The Labor Department reported that initial jobless claims increased slightly last week as the number of weekly claims settle at a very low level. Employers are finding it difficult to attract and retain workers as there are a record level of open positions available and limited supply of available workers. Claims in regular state programs increased 14,000 to 202,000 for the week ending March 26th, after reporting 188,000 initial claims the prior week. The four-week moving average fell to 208,500 from 212,000 the prior week. The total number of people continuing to receive regular ongoing state benefits, a report which is lagged one week, declined 35,000 to 1.307 million for the week ending March 19th.

The Commerce Department reported the goods trade deficit narrowed slightly in February from a record level the prior month.
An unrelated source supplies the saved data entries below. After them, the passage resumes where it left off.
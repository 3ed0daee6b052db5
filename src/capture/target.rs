use std::sync::Arc;

/// A still vector snapshot of a capture target's current frame.
#[derive(Clone, Debug)]
pub struct SvgSnapshot {
    /// Complete SVG document bytes.
    pub svg: Arc<Vec<u8>>,
}

impl SvgSnapshot {
    /// Wrap SVG document bytes.
    pub fn new(svg: impl Into<Vec<u8>>) -> Self {
        Self {
            svg: Arc::new(svg.into()),
        }
    }
}

/// The live visual surface being recorded.
///
/// Implemented by whatever hosts the chart renderer. The recording core only
/// ever reads from a target: it polls [`CaptureTarget::snapshot`] on a timer
/// and never mutates the underlying surface.
pub trait CaptureTarget: Send + Sync {
    /// Whether the target is still mounted on a live surface.
    ///
    /// A target that detaches mid-recording fails the session.
    fn is_attached(&self) -> bool;

    /// Logical (CSS-pixel) size of the surface.
    fn size(&self) -> (u32, u32);

    /// A vector snapshot of the current frame, or `None` when nothing is
    /// renderable yet. Returning `None` is not an error; the tick is skipped.
    fn snapshot(&self) -> Option<SvgSnapshot>;
}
The deficit decreased 0.9% to $106.6 billion in February. Exports rose 1.2% to $157.2 billion and imports climbed 0.3% to $263.7 billion.

The Commerce Department reported wholesale inventories rose 2.1% in February after gaining 1.1% the previous month. Year-on-year wholesale inventories have climbed 19.4%. Retail inventories increased 1.1% in February after gaining 1.9% in January and are up 7.2% year-on-year.

The Federal Housing Finance Agency reported a gain of 1.6% in the house price index of purchase- only homes in January after climbing 1.3% in December. The year-on-year change in the house price index was 18.2% in February. The HPI is estimated using repeated observations of housing values for single-family homes on which at least two mortgages were originated and subsequently sold to Freddie Mac or Fannie Mae. The use of repeat transactions on the same unit helps to control for differences in the quality of the houses.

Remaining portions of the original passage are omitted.